Since then, it has been reassuring to see the commitment of the Scottish Government through investment and policy to increase access to counselors in Scottish schools.
Writing in 2022, we again call on the Scottish Government to look to another of our home countries to find an answer to a challenge faced by some of our most vulnerable children and young people. We continue to see an increase in the number of children and young people identified as needing additional support. Despite this, alarmingly, we continue to see an incredibly low number of Coordinated Support Plans (CSPs).
This issue had caused such concern that it prompted the Scottish Government to establish a Short-Term Working Group (SLWG) focusing on CSPs, which published its report in November 2021.
One of the barriers identified in this regard was the sharing of CSPs with other education and multi-agency support groups, which led to the observation that we may be looking to the English system.
In England, the principle of graduated aid is applied. This is described as a four-part cycle that increases in detail and frequency, to identify the support needed to ensure the child is making adequate progress.

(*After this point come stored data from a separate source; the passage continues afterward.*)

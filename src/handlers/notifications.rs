use actix_web::{web, HttpResponse};
use serde::Serialize;
use utoipa::ToSchema;
use uuid::Uuid;

use crate::domain::notification::NotificationView;
use crate::errors::AppError;
use crate::state::AppState;

#[derive(Debug, Serialize, ToSchema)]
pub struct ActionResponse {
    pub label: String,
    /// `primary`, `secondary` or `danger`.
    pub variant: String,
}

#[derive(Debug, Serialize, ToSchema)]
pub struct NotificationResponse {
    pub id: Uuid,
    pub message: String,
    /// `success`, `error`, `warning`, `info` or `confirm`.
    pub severity: String,
    /// Auto-dismiss delay. Absent for notifications that wait for the user.
    pub duration_ms: Option<u64>,
    pub actions: Vec<ActionResponse>,
}

impl From<NotificationView> for NotificationResponse {
    fn from(view: NotificationView) -> Self {
        NotificationResponse {
            id: view.id,
            message: view.message,
            severity: view.severity.as_str().to_string(),
            duration_ms: view
                .duration
                .map(|d| u64::try_from(d.as_millis()).unwrap_or(u64::MAX)),
            actions: view
                .actions
                .into_iter()
                .map(|(label, variant)| ActionResponse {
                    label,
                    variant: variant.as_str().to_string(),
                })
                .collect(),
        }
    }
}

/// GET /notifications
///
/// Visible notifications, oldest first.
#[utoipa::path(
    get,
    path = "/notifications",
    responses(
        (status = 200, description = "Visible notifications", body = [NotificationResponse]),
    ),
    tag = "notifications"
)]
pub async fn list(state: web::Data<AppState>) -> HttpResponse {
    let body: Vec<NotificationResponse> = state
        .notifications
        .list()
        .into_iter()
        .map(NotificationResponse::from)
        .collect();
    HttpResponse::Ok().json(body)
}

/// DELETE /notifications/{id}
#[utoipa::path(
    delete,
    path = "/notifications/{id}",
    params(
        ("id" = Uuid, Path, description = "Notification id"),
    ),
    responses(
        (status = 204, description = "Dismissed, or already gone"),
    ),
    tag = "notifications"
)]
pub async fn dismiss(
    state: web::Data<AppState>,
    path: web::Path<Uuid>,
) -> Result<HttpResponse, AppError> {
    let id = path.into_inner();
    if !state.notifications.remove(id) {
        log::debug!("notification {} already gone", id);
    }
    Ok(HttpResponse::NoContent().finish())
}

/// POST /notifications/{id}/actions/{label}
///
/// Runs the action's callback and dismisses the notification.
#[utoipa::path(
    post,
    path = "/notifications/{id}/actions/{label}",
    params(
        ("id" = Uuid, Path, description = "Notification id"),
        ("label" = String, Path, description = "Action label, e.g. Confirm"),
    ),
    responses(
        (status = 204, description = "Action invoked"),
        (status = 404, description = "No such notification or action"),
    ),
    tag = "notifications"
)]
pub async fn invoke_action(
    state: web::Data<AppState>,
    path: web::Path<(Uuid, String)>,
) -> Result<HttpResponse, AppError> {
    let (id, label) = path.into_inner();
    state.notifications.invoke(id, &label)?;
    Ok(HttpResponse::NoContent().finish())
}
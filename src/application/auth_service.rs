use std::collections::{HashMap, HashSet};
use std::sync::{Arc, Mutex, MutexGuard, PoisonError};

use rand::Rng;
use uuid::Uuid;

use crate::domain::errors::DomainError;
use crate::domain::ports::{AdminAuthenticator, UserRepository, VerificationMailer};
use crate::domain::user::{ClientProfile, NewClient, ProfilePatch};

const MIN_PASSWORD_LEN: usize = 6;

#[derive(Debug, Clone)]
pub struct Registration {
    pub name: String,
    pub email: String,
    pub password: String,
    pub address: Option<String>,
    pub city: Option<String>,
    pub phone: Option<String>,
}

/// Registration waiting for its emailed code. Nothing is stored in the user
/// repository until the code is confirmed.
#[derive(Debug, Clone)]
struct PendingRegistration {
    client: NewClient,
    code: String,
}

fn lock<T>(mutex: &Mutex<T>) -> MutexGuard<'_, T> {
    mutex.lock().unwrap_or_else(PoisonError::into_inner)
}

fn generate_code() -> String {
    rand::thread_rng().gen_range(100_000..1_000_000).to_string()
}

fn email_key(email: &str) -> String {
    email.trim().to_lowercase()
}

pub struct AuthService {
    admin: Arc<dyn AdminAuthenticator>,
    users: Arc<dyn UserRepository>,
    mailer: Arc<dyn VerificationMailer>,
    admin_sessions: Mutex<HashSet<Uuid>>,
    pending: Mutex<HashMap<String, PendingRegistration>>,
    bcrypt_cost: u32,
}

impl AuthService {
    pub fn new(
        admin: Arc<dyn AdminAuthenticator>,
        users: Arc<dyn UserRepository>,
        mailer: Arc<dyn VerificationMailer>,
    ) -> Self {
        Self::with_cost(admin, users, mailer, bcrypt::DEFAULT_COST)
    }

    pub fn with_cost(
        admin: Arc<dyn AdminAuthenticator>,
        users: Arc<dyn UserRepository>,
        mailer: Arc<dyn VerificationMailer>,
        bcrypt_cost: u32,
    ) -> Self {
        Self {
            admin,
            users,
            mailer,
            admin_sessions: Mutex::new(HashSet::new()),
            pending: Mutex::new(HashMap::new()),
            bcrypt_cost,
        }
    }

    // ── Admin ────────────────────────────────────────────────────────────────

    /// Check admin credentials and issue a session token.
    pub fn admin_login(&self, email: &str, password: &str) -> Result<Uuid, DomainError> {
        if !self.admin.verify(email, password) {
            log::warn!("rejected admin login for {}", email);
            return Err(DomainError::Unauthorized);
        }
        let token = Uuid::new_v4();
        lock(&self.admin_sessions).insert(token);
        Ok(token)
    }

    pub fn admin_logout(&self, token: Uuid) -> bool {
        lock(&self.admin_sessions).remove(&token)
    }

    pub fn is_admin(&self, token: Uuid) -> bool {
        lock(&self.admin_sessions).contains(&token)
    }

    // ── Clients ──────────────────────────────────────────────────────────────

    /// Start a registration: hash the password, email a 6-digit code and keep
    /// the data pending until [`AuthService::verify`] succeeds.
    pub async fn register(&self, registration: Registration) -> Result<(), DomainError> {
        if registration.name.trim().is_empty() {
            return Err(DomainError::ValidationFailed("name must not be empty".into()));
        }
        if !registration.email.contains('@') {
            return Err(DomainError::ValidationFailed("email address is invalid".into()));
        }
        if registration.password.len() < MIN_PASSWORD_LEN {
            return Err(DomainError::ValidationFailed(format!(
                "password must have at least {MIN_PASSWORD_LEN} characters"
            )));
        }
        if self.users.find_by_email(&registration.email).await?.is_some() {
            return Err(DomainError::Conflict(format!(
                "email {} is already registered",
                registration.email
            )));
        }

        let password_hash = self.hash_password(registration.password).await?;
        let code = generate_code();
        let client = NewClient {
            name: registration.name,
            email: registration.email.trim().to_string(),
            password_hash,
            address: registration.address,
            city: registration.city,
            phone: registration.phone,
        };
        let (email, name) = (client.email.clone(), client.name.clone());
        lock(&self.pending).insert(
            email_key(&email),
            PendingRegistration {
                client,
                code: code.clone(),
            },
        );

        self.deliver_code(&email, &name, &code).await;
        Ok(())
    }

    async fn hash_password(&self, password: String) -> Result<String, DomainError> {
        let cost = self.bcrypt_cost;
        tokio::task::spawn_blocking(move || bcrypt::hash(password, cost))
            .await
            .map_err(|e| DomainError::RemoteUnavailable(e.to_string()))?
            .map_err(|e| DomainError::ValidationFailed(e.to_string()))
    }

    async fn deliver_code(&self, email: &str, name: &str, code: &str) {
        if self.mailer.send_verification_code(email, name, code).await {
            log::info!("verification code sent to {}", email);
        } else {
            log::warn!("[fallback] verification code for {}: {}", email, code);
        }
    }

    /// Issue a fresh code for a pending registration.
    pub async fn resend_code(&self, email: &str) -> Result<(), DomainError> {
        let code = generate_code();
        let name = {
            let mut pending = lock(&self.pending);
            let entry = pending
                .get_mut(&email_key(email))
                .ok_or_else(|| DomainError::NotFound(format!("pending registration {email}")))?;
            entry.code = code.clone();
            entry.client.name.clone()
        };
        self.deliver_code(email, &name, &code).await;
        Ok(())
    }

    /// Confirm a pending registration and create the client account.
    pub async fn verify(&self, email: &str, code: &str) -> Result<ClientProfile, DomainError> {
        let key = email_key(email);
        let client = {
            let pending = lock(&self.pending);
            let entry = pending
                .get(&key)
                .ok_or_else(|| DomainError::NotFound(format!("pending registration {email}")))?;
            if entry.code != code.trim() {
                return Err(DomainError::ValidationFailed("verification code does not match".into()));
            }
            entry.client.clone()
        };

        let profile = self.users.create(client).await?;
        lock(&self.pending).remove(&key);
        log::info!("client {} verified and registered", profile.id);
        Ok(profile)
    }

    pub async fn login(&self, email: &str, password: &str) -> Result<ClientProfile, DomainError> {
        let Some(account) = self.users.find_by_email(email.trim()).await? else {
            if lock(&self.pending).contains_key(&email_key(email)) {
                return Err(DomainError::ValidationFailed(
                    "email address has not been verified".into(),
                ));
            }
            return Err(DomainError::Unauthorized);
        };

        let password = password.to_string();
        let hash = account.password_hash.clone();
        let valid = tokio::task::spawn_blocking(move || bcrypt::verify(password, &hash))
            .await
            .map_err(|e| DomainError::RemoteUnavailable(e.to_string()))?
            .unwrap_or(false);
        if !valid {
            return Err(DomainError::Unauthorized);
        }
        Ok(account.profile)
    }

    pub async fn profile(&self, id: Uuid) -> Result<ClientProfile, DomainError> {
        self.users
            .find_by_id(id)
            .await?
            .ok_or_else(|| DomainError::NotFound(format!("user {id}")))
    }

    pub async fn update_profile(
        &self,
        id: Uuid,
        patch: ProfilePatch,
    ) -> Result<ClientProfile, DomainError> {
        if patch.name.as_deref().is_some_and(|n| n.trim().is_empty()) {
            return Err(DomainError::ValidationFailed("name must not be empty".into()));
        }
        self.users.update_profile(id, patch).await
    }
}
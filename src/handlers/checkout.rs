use actix_web::{web, HttpResponse};
use serde::{Deserialize, Serialize};
use utoipa::ToSchema;
use uuid::Uuid;

use crate::domain::checkout::{CheckoutSession, PaymentDetails, ShippingDetails};
use crate::domain::errors::DomainError;
use crate::errors::AppError;
use crate::state::AppState;

// ── Request / response DTOs ──────────────────────────────────────────────────

#[derive(Debug, Deserialize, Serialize, ToSchema)]
pub struct ShippingDto {
    pub name: String,
    pub address: String,
    pub city: String,
    pub phone: String,
}

impl From<&ShippingDetails> for ShippingDto {
    fn from(s: &ShippingDetails) -> Self {
        ShippingDto {
            name: s.name.clone(),
            address: s.address.clone(),
            city: s.city.clone(),
            phone: s.phone.clone(),
        }
    }
}

#[derive(Debug, Deserialize, ToSchema)]
pub struct PaymentRequest {
    /// Any formatting; only the first 16 digits are kept.
    pub card_number: String,
    /// MM/YY, separators optional.
    pub expiry: String,
    pub cvv: String,
}

#[derive(Debug, Serialize, ToSchema)]
pub struct CheckoutResponse {
    pub user_id: Uuid,
    /// One of `shipping`, `payment`, `confirmation`.
    pub step: String,
    pub processing: bool,
    pub shipping: ShippingDto,
    /// Last four card digits once payment data has been accepted.
    pub card_last4: Option<String>,
}

impl CheckoutResponse {
    fn new(user_id: Uuid, session: &CheckoutSession) -> Self {
        let digits: String = session
            .payment()
            .card_number
            .chars()
            .filter(char::is_ascii_digit)
            .collect();
        let card_last4 = (digits.len() >= 4).then(|| digits[digits.len() - 4..].to_string());
        CheckoutResponse {
            user_id,
            step: session.step().as_str().to_string(),
            processing: session.is_processing(),
            shipping: ShippingDto::from(session.shipping()),
            card_last4,
        }
    }
}

fn no_session(user_id: Uuid) -> AppError {
    AppError::NotFound(format!("checkout for user {user_id}"))
}

// ── Handlers ─────────────────────────────────────────────────────────────────

/// POST /checkout/{user_id}
///
/// Opens a checkout for the user's current cart, replacing any previous one
/// unless its payment is still being processed. Shipping data is prefilled
/// from the client profile when there is one.
#[utoipa::path(
    post,
    path = "/checkout/{user_id}",
    params(
        ("user_id" = Uuid, Path, description = "Buyer"),
    ),
    responses(
        (status = 201, description = "Checkout started", body = CheckoutResponse),
        (status = 400, description = "The cart is empty"),
        (status = 409, description = "Payment in progress"),
    ),
    tag = "checkout"
)]
pub async fn start(
    state: web::Data<AppState>,
    path: web::Path<Uuid>,
) -> Result<HttpResponse, AppError> {
    let user_id = path.into_inner();
    let cart = state.open_cart(user_id).await?;
    let mut session = state.checkout.start(&cart)?;
    match state.auth.profile(user_id).await {
        Ok(profile) => session.prefill(&profile),
        Err(DomainError::NotFound(_)) => {}
        Err(e) => log::warn!("could not prefill checkout for {}: {}", user_id, e),
    }

    let body = CheckoutResponse::new(user_id, &session);
    let mut sessions = state.sessions.lock().await;
    if sessions.get(&user_id).is_some_and(|s| s.is_processing()) {
        return Err(AppError::Conflict("payment is being processed".into()));
    }
    sessions.insert(user_id, session);
    Ok(HttpResponse::Created().json(body))
}

/// GET /checkout/{user_id}
#[utoipa::path(
    get,
    path = "/checkout/{user_id}",
    params(
        ("user_id" = Uuid, Path, description = "Buyer"),
    ),
    responses(
        (status = 200, description = "Current checkout", body = CheckoutResponse),
        (status = 404, description = "No checkout in progress"),
    ),
    tag = "checkout"
)]
pub async fn get(
    state: web::Data<AppState>,
    path: web::Path<Uuid>,
) -> Result<HttpResponse, AppError> {
    let user_id = path.into_inner();
    let sessions = state.sessions.lock().await;
    let session = sessions.get(&user_id).ok_or_else(|| no_session(user_id))?;
    Ok(HttpResponse::Ok().json(CheckoutResponse::new(user_id, session)))
}

/// POST /checkout/{user_id}/shipping
#[utoipa::path(
    post,
    path = "/checkout/{user_id}/shipping",
    params(
        ("user_id" = Uuid, Path, description = "Buyer"),
    ),
    request_body = ShippingDto,
    responses(
        (status = 200, description = "Moved on to payment", body = CheckoutResponse),
        (status = 400, description = "A shipping field is empty"),
        (status = 404, description = "No checkout in progress"),
        (status = 409, description = "Checkout is not at the shipping step"),
    ),
    tag = "checkout"
)]
pub async fn submit_shipping(
    state: web::Data<AppState>,
    path: web::Path<Uuid>,
    body: web::Json<ShippingDto>,
) -> Result<HttpResponse, AppError> {
    let user_id = path.into_inner();
    let body = body.into_inner();
    let mut sessions = state.sessions.lock().await;
    let session = sessions
        .get_mut(&user_id)
        .ok_or_else(|| no_session(user_id))?;
    state.checkout.submit_shipping(
        session,
        ShippingDetails {
            name: body.name,
            address: body.address,
            city: body.city,
            phone: body.phone,
        },
    )?;
    Ok(HttpResponse::Ok().json(CheckoutResponse::new(user_id, session)))
}

/// POST /checkout/{user_id}/back
///
/// Returns to shipping from payment. Ignored anywhere else.
#[utoipa::path(
    post,
    path = "/checkout/{user_id}/back",
    params(
        ("user_id" = Uuid, Path, description = "Buyer"),
    ),
    responses(
        (status = 200, description = "Current checkout", body = CheckoutResponse),
        (status = 404, description = "No checkout in progress"),
    ),
    tag = "checkout"
)]
pub async fn back(
    state: web::Data<AppState>,
    path: web::Path<Uuid>,
) -> Result<HttpResponse, AppError> {
    let user_id = path.into_inner();
    let mut sessions = state.sessions.lock().await;
    let session = sessions
        .get_mut(&user_id)
        .ok_or_else(|| no_session(user_id))?;
    session.back();
    Ok(HttpResponse::Ok().json(CheckoutResponse::new(user_id, session)))
}

/// POST /checkout/{user_id}/payment
///
/// Validates the card, waits out the simulated gateway, empties the cart and
/// confirms the order.
#[utoipa::path(
    post,
    path = "/checkout/{user_id}/payment",
    params(
        ("user_id" = Uuid, Path, description = "Buyer"),
    ),
    request_body = PaymentRequest,
    responses(
        (status = 200, description = "Order confirmed", body = CheckoutResponse),
        (status = 400, description = "Card data incomplete"),
        (status = 404, description = "No checkout in progress"),
        (status = 409, description = "Checkout is not at the payment step"),
        (status = 503, description = "Cart could not be emptied"),
    ),
    tag = "checkout"
)]
pub async fn pay(
    state: web::Data<AppState>,
    path: web::Path<Uuid>,
    body: web::Json<PaymentRequest>,
) -> Result<HttpResponse, AppError> {
    let user_id = path.into_inner();
    let details = PaymentDetails::from_input(&body.card_number, &body.expiry, &body.cvv);

    // Mark the stored session as processing so concurrent calls are refused,
    // then run the slow part without holding the lock.
    let mut session = {
        let mut sessions = state.sessions.lock().await;
        let session = sessions
            .get_mut(&user_id)
            .ok_or_else(|| no_session(user_id))?;
        state.checkout.begin_payment(session, details)?;
        session.clone()
    };

    let result = match state.open_cart(user_id).await {
        Ok(mut cart) => state
            .checkout
            .process_payment(&mut session, &mut cart)
            .await
            .map_err(AppError::from),
        Err(e) => {
            session.abort_processing();
            state.notifications.error(e.op.failure_message());
            Err(e.into())
        }
    };

    let body = CheckoutResponse::new(user_id, &session);
    state.sessions.lock().await.insert(user_id, session);
    result?;
    Ok(HttpResponse::Ok().json(body))
}

/// DELETE /checkout/{user_id}
#[utoipa::path(
    delete,
    path = "/checkout/{user_id}",
    params(
        ("user_id" = Uuid, Path, description = "Buyer"),
    ),
    responses(
        (status = 204, description = "Checkout discarded"),
        (status = 404, description = "No checkout in progress"),
        (status = 409, description = "Payment is being processed"),
    ),
    tag = "checkout"
)]
pub async fn discard(
    state: web::Data<AppState>,
    path: web::Path<Uuid>,
) -> Result<HttpResponse, AppError> {
    let user_id = path.into_inner();
    let mut sessions = state.sessions.lock().await;
    match sessions.get(&user_id) {
        None => Err(no_session(user_id)),
        Some(s) if s.is_processing() => Err(AppError::Conflict(
            "payment is being processed and cannot be cancelled".into(),
        )),
        Some(_) => {
            sessions.remove(&user_id);
            Ok(HttpResponse::NoContent().finish())
        }
    }
}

It starts with a needs assessment at school. Next, a plan is formulated to ensure the proper support is in place. This leads to the “do” phase of the cycle – implementing the plan. The fourth part of the cycle is the exam. There is, however, a fundamental difference in the approach taken by England and Scotland.
Where in-school approaches do not work in England, the school seeks support from outside professionals, which may lead to an education, health and care (EHC) needs assessment, which at in turn prompts the creation of an EHC plan. The involvement of professionals is a progressive step in the process leading to the development of the plan. In Scotland, the processes are subtly, but significantly different.
The creation of a CSP is governed by a number of very specific criteria – whether there are one or more complex needs, whether they are likely to last more than a year and whether the needs require the support of a or more organizations as well as the school authority. This is where children and families in Scotland can start having difficulty getting a plan. For the creation of a CSP in Scotland, there must already be at least one agency in addition to the school concerned.
Long waiting lists for specialized services such as occupational therapy, speech therapy, and child and adult mental health services create an immediate barrier to establishing a CSP. In England, the EHC needs assessment ‘invites’ the involvement of these services, while in Scotland the CSP ‘requires’ it.
It is the subtle but significant difference that we urge the Scottish Government to make as part of its continued commitment to delivering great outcomes for all children and young people.